Return only the stretch of the material below that begins with the line containing "filename src/builtins.rs" and ends with the line containing "use crate::signals;", exactly; both of those lines belong to it.
(The data begins)
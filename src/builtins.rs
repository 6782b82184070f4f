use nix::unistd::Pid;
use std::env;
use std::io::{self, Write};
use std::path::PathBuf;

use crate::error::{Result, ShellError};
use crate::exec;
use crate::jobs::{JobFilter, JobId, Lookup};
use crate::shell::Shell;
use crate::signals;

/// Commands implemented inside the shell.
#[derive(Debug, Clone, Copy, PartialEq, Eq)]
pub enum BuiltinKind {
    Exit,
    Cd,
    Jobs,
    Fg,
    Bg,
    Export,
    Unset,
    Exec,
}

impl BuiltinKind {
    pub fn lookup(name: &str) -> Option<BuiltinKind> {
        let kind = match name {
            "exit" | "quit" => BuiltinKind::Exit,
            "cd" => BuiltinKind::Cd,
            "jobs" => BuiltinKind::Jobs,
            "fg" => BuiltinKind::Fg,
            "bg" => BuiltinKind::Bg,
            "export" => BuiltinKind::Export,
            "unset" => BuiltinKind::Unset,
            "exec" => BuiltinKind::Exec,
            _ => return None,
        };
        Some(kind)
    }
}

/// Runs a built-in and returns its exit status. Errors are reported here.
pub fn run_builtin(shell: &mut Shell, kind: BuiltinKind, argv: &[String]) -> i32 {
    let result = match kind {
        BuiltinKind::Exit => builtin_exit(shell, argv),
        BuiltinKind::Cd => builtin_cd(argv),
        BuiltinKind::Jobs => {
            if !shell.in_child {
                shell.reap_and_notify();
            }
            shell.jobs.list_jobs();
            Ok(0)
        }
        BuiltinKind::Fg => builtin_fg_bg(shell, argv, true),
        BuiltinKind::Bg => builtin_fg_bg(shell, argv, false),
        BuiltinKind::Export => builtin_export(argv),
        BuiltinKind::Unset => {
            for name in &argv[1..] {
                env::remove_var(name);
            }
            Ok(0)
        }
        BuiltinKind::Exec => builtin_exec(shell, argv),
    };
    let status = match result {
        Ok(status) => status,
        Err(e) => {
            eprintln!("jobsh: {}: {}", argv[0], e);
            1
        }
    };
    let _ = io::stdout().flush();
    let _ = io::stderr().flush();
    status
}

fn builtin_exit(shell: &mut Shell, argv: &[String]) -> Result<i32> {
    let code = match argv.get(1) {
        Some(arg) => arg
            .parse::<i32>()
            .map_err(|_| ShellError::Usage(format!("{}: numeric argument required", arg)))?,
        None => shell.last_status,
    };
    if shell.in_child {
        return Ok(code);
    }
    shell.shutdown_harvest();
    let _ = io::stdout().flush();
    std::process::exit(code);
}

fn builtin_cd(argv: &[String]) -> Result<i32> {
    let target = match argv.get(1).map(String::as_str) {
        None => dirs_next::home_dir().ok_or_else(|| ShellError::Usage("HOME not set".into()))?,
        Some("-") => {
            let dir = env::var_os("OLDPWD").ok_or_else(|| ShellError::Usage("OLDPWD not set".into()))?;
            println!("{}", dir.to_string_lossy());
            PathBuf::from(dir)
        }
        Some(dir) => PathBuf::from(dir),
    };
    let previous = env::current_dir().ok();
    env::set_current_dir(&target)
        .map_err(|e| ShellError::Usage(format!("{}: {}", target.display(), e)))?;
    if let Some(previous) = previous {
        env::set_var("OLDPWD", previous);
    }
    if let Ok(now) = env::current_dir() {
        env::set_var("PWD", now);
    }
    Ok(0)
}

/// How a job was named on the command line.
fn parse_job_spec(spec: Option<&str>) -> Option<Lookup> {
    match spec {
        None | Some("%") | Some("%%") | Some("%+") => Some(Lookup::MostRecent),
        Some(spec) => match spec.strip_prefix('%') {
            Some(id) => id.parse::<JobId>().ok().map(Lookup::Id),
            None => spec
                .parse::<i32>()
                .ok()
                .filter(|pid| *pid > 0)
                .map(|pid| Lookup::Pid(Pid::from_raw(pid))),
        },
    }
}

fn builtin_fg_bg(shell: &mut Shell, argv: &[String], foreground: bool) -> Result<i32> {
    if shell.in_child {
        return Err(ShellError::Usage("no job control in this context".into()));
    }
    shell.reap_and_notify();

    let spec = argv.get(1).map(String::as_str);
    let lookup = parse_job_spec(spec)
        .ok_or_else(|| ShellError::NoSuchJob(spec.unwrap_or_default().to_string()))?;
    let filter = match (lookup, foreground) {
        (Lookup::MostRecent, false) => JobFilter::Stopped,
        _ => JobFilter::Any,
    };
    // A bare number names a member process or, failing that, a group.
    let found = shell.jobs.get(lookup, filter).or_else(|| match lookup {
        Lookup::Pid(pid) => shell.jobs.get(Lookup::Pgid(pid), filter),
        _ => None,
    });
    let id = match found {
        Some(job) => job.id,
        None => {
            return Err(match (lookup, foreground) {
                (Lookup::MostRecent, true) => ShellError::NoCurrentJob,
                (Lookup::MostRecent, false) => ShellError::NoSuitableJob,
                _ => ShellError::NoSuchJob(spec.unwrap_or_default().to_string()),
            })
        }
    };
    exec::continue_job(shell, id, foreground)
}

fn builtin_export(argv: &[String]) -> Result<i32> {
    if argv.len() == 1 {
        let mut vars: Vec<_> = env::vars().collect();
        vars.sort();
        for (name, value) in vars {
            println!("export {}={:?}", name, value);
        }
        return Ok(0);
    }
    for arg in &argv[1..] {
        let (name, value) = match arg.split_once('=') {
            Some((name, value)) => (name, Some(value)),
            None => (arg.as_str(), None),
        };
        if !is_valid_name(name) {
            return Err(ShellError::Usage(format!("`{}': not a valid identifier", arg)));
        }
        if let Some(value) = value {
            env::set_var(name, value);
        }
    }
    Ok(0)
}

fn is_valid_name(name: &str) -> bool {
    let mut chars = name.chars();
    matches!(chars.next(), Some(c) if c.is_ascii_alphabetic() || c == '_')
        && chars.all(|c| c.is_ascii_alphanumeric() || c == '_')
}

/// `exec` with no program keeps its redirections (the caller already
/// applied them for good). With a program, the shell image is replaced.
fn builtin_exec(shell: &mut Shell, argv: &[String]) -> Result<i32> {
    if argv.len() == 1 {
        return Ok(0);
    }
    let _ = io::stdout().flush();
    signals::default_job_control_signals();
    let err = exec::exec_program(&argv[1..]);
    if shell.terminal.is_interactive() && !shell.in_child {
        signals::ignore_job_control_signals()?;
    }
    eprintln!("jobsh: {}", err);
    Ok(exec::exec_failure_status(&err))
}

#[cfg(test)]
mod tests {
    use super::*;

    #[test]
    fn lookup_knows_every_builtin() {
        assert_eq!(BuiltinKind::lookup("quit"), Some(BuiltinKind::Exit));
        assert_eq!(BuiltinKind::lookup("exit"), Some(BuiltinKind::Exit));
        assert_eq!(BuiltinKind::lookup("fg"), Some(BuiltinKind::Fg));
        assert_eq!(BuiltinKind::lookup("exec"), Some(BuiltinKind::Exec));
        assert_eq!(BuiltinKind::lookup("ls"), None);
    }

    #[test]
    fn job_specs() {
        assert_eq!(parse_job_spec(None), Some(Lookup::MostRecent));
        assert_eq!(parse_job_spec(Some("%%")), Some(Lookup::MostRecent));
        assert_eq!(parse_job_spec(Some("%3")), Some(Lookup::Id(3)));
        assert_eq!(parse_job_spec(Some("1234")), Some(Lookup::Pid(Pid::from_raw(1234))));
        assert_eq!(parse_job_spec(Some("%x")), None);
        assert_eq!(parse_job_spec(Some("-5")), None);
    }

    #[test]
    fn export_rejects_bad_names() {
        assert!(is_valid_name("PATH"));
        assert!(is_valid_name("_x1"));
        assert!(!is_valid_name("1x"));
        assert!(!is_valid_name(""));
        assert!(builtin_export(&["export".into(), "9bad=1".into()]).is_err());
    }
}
(The data ends)
(The data begins)
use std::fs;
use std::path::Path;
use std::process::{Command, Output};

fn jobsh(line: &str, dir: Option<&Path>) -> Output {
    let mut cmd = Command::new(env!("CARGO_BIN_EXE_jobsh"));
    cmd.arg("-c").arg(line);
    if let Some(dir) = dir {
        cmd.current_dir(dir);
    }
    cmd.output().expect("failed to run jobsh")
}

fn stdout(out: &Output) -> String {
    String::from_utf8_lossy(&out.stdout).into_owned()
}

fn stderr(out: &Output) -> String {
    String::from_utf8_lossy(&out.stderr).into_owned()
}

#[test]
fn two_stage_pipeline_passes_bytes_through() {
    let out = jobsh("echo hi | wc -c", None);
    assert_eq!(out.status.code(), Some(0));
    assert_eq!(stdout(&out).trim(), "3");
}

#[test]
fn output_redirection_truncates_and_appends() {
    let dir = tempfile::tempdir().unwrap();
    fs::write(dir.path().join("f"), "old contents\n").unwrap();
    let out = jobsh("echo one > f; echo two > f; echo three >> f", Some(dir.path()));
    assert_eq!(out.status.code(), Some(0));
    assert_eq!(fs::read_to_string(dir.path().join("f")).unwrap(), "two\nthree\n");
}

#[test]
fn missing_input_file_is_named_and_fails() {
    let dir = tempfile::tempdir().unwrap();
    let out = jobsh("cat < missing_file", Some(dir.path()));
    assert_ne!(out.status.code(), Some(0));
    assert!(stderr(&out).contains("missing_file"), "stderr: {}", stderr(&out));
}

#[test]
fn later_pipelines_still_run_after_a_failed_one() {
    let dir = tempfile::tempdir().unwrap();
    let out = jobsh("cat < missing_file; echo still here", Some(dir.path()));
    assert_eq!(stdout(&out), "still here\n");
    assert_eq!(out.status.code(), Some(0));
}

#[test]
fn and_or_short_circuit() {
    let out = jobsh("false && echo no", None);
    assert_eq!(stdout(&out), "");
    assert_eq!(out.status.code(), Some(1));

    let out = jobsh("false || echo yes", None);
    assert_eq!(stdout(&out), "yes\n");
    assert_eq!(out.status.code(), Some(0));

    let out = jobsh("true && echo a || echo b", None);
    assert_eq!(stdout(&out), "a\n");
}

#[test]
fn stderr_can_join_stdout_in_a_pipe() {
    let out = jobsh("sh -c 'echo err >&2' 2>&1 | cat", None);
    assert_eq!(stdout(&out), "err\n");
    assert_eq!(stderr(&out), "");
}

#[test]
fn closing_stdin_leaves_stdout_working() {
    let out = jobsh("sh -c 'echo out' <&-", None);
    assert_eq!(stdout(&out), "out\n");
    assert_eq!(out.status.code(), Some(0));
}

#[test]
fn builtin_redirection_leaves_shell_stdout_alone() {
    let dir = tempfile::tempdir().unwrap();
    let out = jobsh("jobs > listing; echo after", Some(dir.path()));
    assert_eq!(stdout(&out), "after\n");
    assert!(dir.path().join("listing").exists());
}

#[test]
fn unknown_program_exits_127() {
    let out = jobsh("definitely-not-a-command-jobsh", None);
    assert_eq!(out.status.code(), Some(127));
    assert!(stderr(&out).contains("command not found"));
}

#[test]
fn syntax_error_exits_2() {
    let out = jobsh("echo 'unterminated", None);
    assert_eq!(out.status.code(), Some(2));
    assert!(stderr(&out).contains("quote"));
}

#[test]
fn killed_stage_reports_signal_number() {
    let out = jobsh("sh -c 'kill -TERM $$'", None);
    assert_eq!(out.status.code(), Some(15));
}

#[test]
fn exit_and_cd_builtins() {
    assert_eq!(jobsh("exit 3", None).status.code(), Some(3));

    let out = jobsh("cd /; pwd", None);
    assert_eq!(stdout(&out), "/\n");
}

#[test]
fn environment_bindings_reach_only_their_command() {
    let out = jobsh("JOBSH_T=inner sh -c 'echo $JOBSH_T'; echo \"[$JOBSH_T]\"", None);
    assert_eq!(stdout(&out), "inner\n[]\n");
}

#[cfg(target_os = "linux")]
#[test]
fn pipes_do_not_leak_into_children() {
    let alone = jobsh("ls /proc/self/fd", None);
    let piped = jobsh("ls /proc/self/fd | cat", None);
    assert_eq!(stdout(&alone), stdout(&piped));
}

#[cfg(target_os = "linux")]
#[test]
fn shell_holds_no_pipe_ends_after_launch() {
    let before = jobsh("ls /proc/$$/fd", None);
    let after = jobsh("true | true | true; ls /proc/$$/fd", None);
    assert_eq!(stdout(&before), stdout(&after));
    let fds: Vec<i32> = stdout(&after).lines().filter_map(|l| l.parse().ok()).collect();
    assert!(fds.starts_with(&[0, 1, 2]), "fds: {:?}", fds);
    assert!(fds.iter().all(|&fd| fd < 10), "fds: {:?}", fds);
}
(The data ends)
# Exercise solution
filename src/builtins.rs
repository 6782b82184070f4f
use nix::unistd::Pid;
use std::env;
use std::io::{self, Write};
use std::path::PathBuf;

use crate::error::{Result, ShellError};
use crate::exec;
use crate::jobs::{JobFilter, JobId, Lookup};
use crate::shell::Shell;
use crate::signals;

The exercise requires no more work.